[Saved data entries]

+++

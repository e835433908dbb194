//! In-flight subject requests, keyed by session id

use std::collections::HashMap;
use std::future::Future;

use tokio::sync::{oneshot, Mutex};

use crate::error::TransportError;
use crate::protocol::SubjectResponse;

type Reply = Result<SubjectResponse, TransportError>;

/// `send` dispatches a request in the background and parks its reply here;
/// `receive` waits for it. One outstanding request per session.
#[derive(Debug, Default)]
pub struct PendingReplies {
    pending: Mutex<HashMap<String, oneshot::Receiver<Reply>>>,
}

impl PendingReplies {
    pub fn new() -> Self {
        Self::default()
    }

    pub async fn dispatch<F>(&self, session_id: &str, request: F)
    where
        F: Future<Output = Reply> + Send + 'static,
    {
        let (tx, rx) = oneshot::channel();
        tokio::spawn(async move {
            // Receiver is gone if the turn already timed out
            let _ = tx.send(request.await);
        });
        self.pending.lock().await.insert(session_id.to_string(), rx);
    }

    pub async fn take(&self, session_id: &str) -> Reply {
        let rx = self
            .pending
            .lock()
            .await
            .remove(session_id)
            .ok_or_else(|| TransportError::NoPendingRequest(session_id.to_string()))?;

        rx.await
            .map_err(|_| TransportError::Http("request task ended without a reply".to_string()))?
    }

    pub async fn forget(&self, session_id: &str) {
        self.pending.lock().await.remove(session_id);
    }
}

#[cfg(test)]
mod tests {
    use super::*;
    use crate::protocol::Action;

    #[tokio::test]
    async fn test_reply_is_delivered_once() {
        let replies = PendingReplies::new();
        replies
            .dispatch("s1", async {
                Ok(SubjectResponse {
                    session_id: "s1".into(),
                    turn_index: 0,
                    action: Action::finish(),
                })
            })
            .await;

        let reply = replies.take("s1").await.unwrap();
        assert!(reply.action.is_finish());
        assert!(matches!(
            replies.take("s1").await,
            Err(TransportError::NoPendingRequest(_))
        ));
    }

    #[tokio::test]
    async fn test_sessions_do_not_share_replies() {
        let replies = PendingReplies::new();
        replies
            .dispatch("a", async { Err(TransportError::Http("boom".into())) })
            .await;
        assert!(matches!(
            replies.take("b").await,
            Err(TransportError::NoPendingRequest(_))
        ));
        assert!(matches!(replies.take("a").await, Err(TransportError::Http(_))));
    }
}
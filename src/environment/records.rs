//! Key/value record store environment

use serde_json::{json, Map, Value};

use super::adapter::{Environment, EnvironmentFactory};
use super::schema::{ActionSchema, ParamKind, ToolSpec};
use super::task::{SuccessCriteria, Task};
use crate::protocol::{Action, Observation};

/// A JSON record store the subject edits through tool calls.
///
/// Keys are kept in a `serde_json::Map`, which iterates in sorted order, so
/// every observation is deterministic for a given action sequence.
#[derive(Debug, Default)]
pub struct RecordStore {
    records: Map<String, Value>,
    success: SuccessCriteria,
}

impl RecordStore {
    pub fn new() -> Self {
        Self::default()
    }

    pub fn records(&self) -> &Map<String, Value> {
        &self.records
    }

    fn key_of(action: &Action) -> String {
        action.arguments["key"].as_str().unwrap_or_default().to_string()
    }

    fn keys(&self) -> Vec<&String> {
        self.records.keys().collect()
    }
}

impl Environment for RecordStore {
    fn schema(&self) -> ActionSchema {
        ActionSchema::new(vec![
            ToolSpec::new("lookup", "Read the value stored under a key")
                .param("key", ParamKind::String),
            ToolSpec::new("update", "Store a value under a key")
                .param("key", ParamKind::String)
                .param("value", ParamKind::Any),
            ToolSpec::new("remove", "Delete a key").param("key", ParamKind::String),
            ToolSpec::new("list", "List every stored key"),
        ])
    }

    fn reset(&mut self, task: &Task) -> Observation {
        self.records = task.initial_state.clone();
        self.success = task.success.clone();

        let tools: Vec<&str> = vec!["lookup", "update", "remove", "list", "finish"];
        Observation::new(
            task.goal.clone(),
            json!({
                "task_id": task.id,
                "keys": self.keys(),
                "tools": tools,
            }),
        )
    }

    fn apply(&mut self, action: &Action) -> Observation {
        let observation = match action.name.as_str() {
            "lookup" => {
                let key = Self::key_of(action);
                match self.records.get(&key) {
                    Some(value) => Observation::new(
                        format!("{} = {}", key, value),
                        json!({"key": key, "value": value}),
                    ),
                    None => Observation::new(
                        format!("No record named {}", key),
                        json!({"key": key, "value": null}),
                    ),
                }
            }
            "update" => {
                let key = Self::key_of(action);
                let value = action.arguments["value"].clone();
                let previous = self.records.insert(key.clone(), value.clone());
                Observation::new(
                    format!("Stored {}", key),
                    json!({"key": key, "value": value, "previous": previous}),
                )
            }
            "remove" => {
                let key = Self::key_of(action);
                match self.records.remove(&key) {
                    Some(previous) => Observation::new(
                        format!("Removed {}", key),
                        json!({"key": key, "previous": previous}),
                    ),
                    None => Observation::new(
                        format!("No record named {}", key),
                        json!({"key": key, "previous": null}),
                    ),
                }
            }
            "list" => Observation::new(
                format!("{} record(s)", self.records.len()),
                json!({"keys": self.keys()}),
            ),
            // Unreachable behind the adapter's schema check
            other => Observation::new(format!("Unsupported tool {}", other), Value::Null),
        };

        if self.success.stop_on_success
            && !self.success.expected.is_empty()
            && self.success.is_met(&self.records)
        {
            observation.terminal(self.reward())
        } else {
            observation
        }
    }

    fn reward(&self) -> f64 {
        if self.success.is_met(&self.records) {
            1.0
        } else {
            0.0
        }
    }
}

/// Builds a fresh [`RecordStore`] for every session
#[derive(Debug, Clone, Copy, Default)]
pub struct RecordStoreFactory;

impl EnvironmentFactory for RecordStoreFactory {
    fn create(&self) -> Box<dyn Environment> {
        Box::new(RecordStore::new())
    }
}
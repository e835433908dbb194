//! Subject agents

use std::fs;
use std::path::Path;

use anyhow::{Context, Result};
use async_trait::async_trait;
use serde::{Deserialize, Serialize};

use crate::protocol::{Action, Observation};

/// Everything a subject has seen in one session, oldest first
#[derive(Debug, Clone, Default, Serialize, Deserialize)]
pub struct Conversation {
    pub session_id: String,
    /// (turn index, observation) pairs
    pub observations: Vec<(u32, Observation)>,
}

impl Conversation {
    pub fn new(session_id: impl Into<String>) -> Self {
        Self {
            session_id: session_id.into(),
            observations: Vec::new(),
        }
    }

    pub fn last_turn(&self) -> Option<u32> {
        self.observations.last().map(|(turn, _)| *turn)
    }

    pub fn latest(&self) -> Option<&Observation> {
        self.observations.last().map(|(_, obs)| obs)
    }

    /// Observations received so far, corrections included
    pub fn len(&self) -> usize {
        self.observations.len()
    }

    pub fn is_empty(&self) -> bool {
        self.observations.is_empty()
    }
}

/// The agent under test, as seen from its hosting server
#[async_trait]
pub trait SubjectAgent: Send + Sync {
    /// Choose the next action given the full conversation so far
    async fn respond(&self, conversation: &Conversation) -> Result<Action>;
}

/// Replays a fixed list of actions, one per observation received.
///
/// Progress is derived from the conversation, so concurrent sessions each
/// get the script from the start.
#[derive(Debug, Clone, Default, Serialize, Deserialize)]
pub struct ScriptedAgent {
    pub actions: Vec<Action>,
    /// Start over instead of finishing when the script runs out
    #[serde(default)]
    pub looping: bool,
}

impl ScriptedAgent {
    pub fn new(actions: Vec<Action>) -> Self {
        Self {
            actions,
            looping: false,
        }
    }

    pub fn looping(mut self) -> Self {
        self.looping = true;
        self
    }

    /// Load a script from a YAML file
    pub fn load(path: impl AsRef<Path>) -> Result<Self> {
        let path = path.as_ref();
        let raw = fs::read_to_string(path)
            .with_context(|| format!("Failed to read script {:?}", path))?;
        serde_yaml::from_str(&raw).with_context(|| format!("Failed to parse script {:?}", path))
    }

    fn action_for(&self, step: usize) -> Action {
        if self.actions.is_empty() {
            return Action::finish();
        }
        if self.looping {
            return self.actions[step % self.actions.len()].clone();
        }
        self.actions.get(step).cloned().unwrap_or_else(Action::finish)
    }
}

#[async_trait]
impl SubjectAgent for ScriptedAgent {
    async fn respond(&self, conversation: &Conversation) -> Result<Action> {
        let step = conversation.len().saturating_sub(1);
        Ok(self.action_for(step))
    }
}
//! Subject and relay protocol types

use serde::{Deserialize, Serialize};

/// Reserved action name that ends a session early
pub const FINISH_ACTION: &str = "finish";

/// A tool call proposed by the subject
#[derive(Debug, Clone, PartialEq, Serialize, Deserialize)]
pub struct Action {
    pub name: String,
    #[serde(default)]
    pub arguments: serde_json::Value,
}

impl Action {
    pub fn new(name: impl Into<String>, arguments: serde_json::Value) -> Self {
        Self {
            name: name.into(),
            arguments,
        }
    }

    pub fn finish() -> Self {
        Self::new(FINISH_ACTION, serde_json::json!({}))
    }

    pub fn is_finish(&self) -> bool {
        self.name == FINISH_ACTION
    }
}

/// What the evaluator shows the subject after a reset, a step or a rejection
#[derive(Debug, Clone, PartialEq, Serialize, Deserialize)]
pub struct Observation {
    /// Human readable summary
    pub text: String,
    /// Structured state snapshot
    #[serde(default)]
    pub state: serde_json::Value,
    #[serde(default)]
    pub done: bool,
    #[serde(default, skip_serializing_if = "Option::is_none")]
    pub reward: Option<f64>,
    /// Set on corrective messages after a rejected action
    #[serde(default, skip_serializing_if = "Option::is_none")]
    pub error: Option<String>,
}

impl Observation {
    pub fn new(text: impl Into<String>, state: serde_json::Value) -> Self {
        Self {
            text: text.into(),
            state,
            done: false,
            reward: None,
            error: None,
        }
    }

    pub fn terminal(mut self, reward: f64) -> Self {
        self.done = true;
        self.reward = Some(reward);
        self
    }

    /// Copy of this observation flagged with a rejection reason
    pub fn correction(&self, error: impl Into<String>) -> Self {
        let mut corrected = self.clone();
        corrected.error = Some(error.into());
        corrected
    }
}

/// Evaluator -> subject
#[derive(Debug, Clone, PartialEq, Serialize, Deserialize)]
pub struct SubjectRequest {
    pub session_id: String,
    pub turn_index: u32,
    pub observation: Observation,
}

/// Subject -> evaluator
#[derive(Debug, Clone, PartialEq, Serialize, Deserialize)]
pub struct SubjectResponse {
    pub session_id: String,
    pub turn_index: u32,
    pub action: Action,
}

/// A subject request wrapped for routing through the relay
#[derive(Debug, Clone, Serialize, Deserialize)]
pub struct RelayEnvelope {
    pub token: String,
    pub payload: SubjectRequest,
}

/// Body of a relay registration call
#[derive(Debug, Clone, Serialize, Deserialize)]
pub struct RegisterPeerRequest {
    pub peer_id: String,
}

/// Relay answer to a registration
#[derive(Debug, Clone, Serialize, Deserialize)]
pub struct RegisterPeerResponse {
    pub peer_id: String,
    pub token: String,
}

/// Most recent reachability check the relay holds for a peer
#[derive(Debug, Clone, Serialize, Deserialize)]
pub struct PeerStatus {
    pub peer_id: String,
    pub token: String,
    #[serde(default)]
    pub reachable: bool,
    #[serde(default)]
    pub agent_count: u32,
}

impl PeerStatus {
    /// Routable once the relay reached the peer and it hosts at least one agent
    pub fn is_ready(&self) -> bool {
        self.reachable && self.agent_count >= 1
    }
}
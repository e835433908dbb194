//! Assessor - turn-based evaluation sessions between an evaluator and a subject agent

pub mod cancel;
pub mod cli;
pub mod config;
pub mod coordinator;
pub mod engine;
pub mod environment;
pub mod error;
pub mod protocol;
pub mod session;
pub mod subject;
pub mod transport;

pub use cancel::CancelToken;
pub use coordinator::{AssessmentResult, Coordinator};
pub use error::{EnvironmentError, SessionError, TransportError};
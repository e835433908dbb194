//! Session state and message log

pub mod message;
pub mod state;

pub use message::{LogError, Message, MessageContent, MessageLog, Role};
pub use state::{Session, SessionStatus};
//! Ordered message log of a session

use serde::{Deserialize, Serialize};

use crate::protocol::{Action, Observation};

#[derive(Debug, Clone, Copy, PartialEq, Eq, Serialize, Deserialize)]
#[serde(rename_all = "lowercase")]
pub enum Role {
    Evaluator,
    Subject,
}

impl Role {
    pub fn as_str(&self) -> &'static str {
        match self {
            Role::Evaluator => "evaluator",
            Role::Subject => "subject",
        }
    }

    fn other(&self) -> Self {
        match self {
            Role::Evaluator => Role::Subject,
            Role::Subject => Role::Evaluator,
        }
    }
}

#[derive(Debug, Clone, PartialEq, Serialize, Deserialize)]
#[serde(tag = "type", rename_all = "snake_case")]
pub enum MessageContent {
    Observation(Observation),
    Action(Action),
}

#[derive(Debug, Clone, PartialEq, Serialize, Deserialize)]
pub struct Message {
    pub role: Role,
    pub turn_index: u32,
    pub content: MessageContent,
}

#[derive(Debug, Clone, PartialEq, thiserror::Error)]
pub enum LogError {
    #[error("Expected a {expected} message at turn {turn_index}, got {got}")]
    OutOfOrder {
        expected: &'static str,
        got: &'static str,
        turn_index: u32,
    },

    #[error("{0} messages must carry {1}")]
    WrongContent(&'static str, &'static str),
}

/// Append-only log. Indices start at 0 and grow by one; roles alternate
/// starting with the evaluator, observations come from the evaluator and
/// actions from the subject.
#[derive(Debug, Clone, Default, PartialEq, Serialize, Deserialize)]
#[serde(transparent)]
pub struct MessageLog {
    messages: Vec<Message>,
}

impl MessageLog {
    pub fn new() -> Self {
        Self::default()
    }

    pub fn next_index(&self) -> u32 {
        self.messages.len() as u32
    }

    fn expected_role(&self) -> Role {
        self.messages
            .last()
            .map(|m| m.role.other())
            .unwrap_or(Role::Evaluator)
    }

    pub fn append(&mut self, role: Role, content: MessageContent) -> Result<u32, LogError> {
        let turn_index = self.next_index();
        let expected = self.expected_role();
        if role != expected {
            return Err(LogError::OutOfOrder {
                expected: expected.as_str(),
                got: role.as_str(),
                turn_index,
            });
        }

        match (&role, &content) {
            (Role::Evaluator, MessageContent::Action(_)) => {
                return Err(LogError::WrongContent("evaluator", "an observation"))
            }
            (Role::Subject, MessageContent::Observation(_)) => {
                return Err(LogError::WrongContent("subject", "an action"))
            }
            _ => {}
        }

        self.messages.push(Message {
            role,
            turn_index,
            content,
        });
        Ok(turn_index)
    }

    pub fn push_observation(&mut self, observation: Observation) -> Result<u32, LogError> {
        self.append(Role::Evaluator, MessageContent::Observation(observation))
    }

    pub fn push_action(&mut self, action: Action) -> Result<u32, LogError> {
        self.append(Role::Subject, MessageContent::Action(action))
    }

    /// Most recent observation the evaluator logged
    pub fn last_observation(&self) -> Option<&Observation> {
        self.messages.iter().rev().find_map(|m| match &m.content {
            MessageContent::Observation(obs) => Some(obs),
            MessageContent::Action(_) => None,
        })
    }

    /// Number of subject messages
    pub fn subject_turns(&self) -> u32 {
        self.messages
            .iter()
            .filter(|m| m.role == Role::Subject)
            .count() as u32
    }

    pub fn messages(&self) -> &[Message] {
        &self.messages
    }

    pub fn len(&self) -> usize {
        self.messages.len()
    }

    pub fn is_empty(&self) -> bool {
        self.messages.is_empty()
    }

    pub fn into_messages(self) -> Vec<Message> {
        self.messages
    }
}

+++

### Work request
Output exactly the span of lines beginning at the first line of the records and ending at the line that holds "type Reply = Result<SubjectResponse, TransportError>;", inclusive, with no other text.

### Exercise output
repository e835433908dbb194
//! In-flight subject requests, keyed by session id

use std::collections::HashMap;
use std::future::Future;

use tokio::sync::{oneshot, Mutex};

use crate::error::TransportError;
use crate::protocol::SubjectResponse;

type Reply = Result<SubjectResponse, TransportError>;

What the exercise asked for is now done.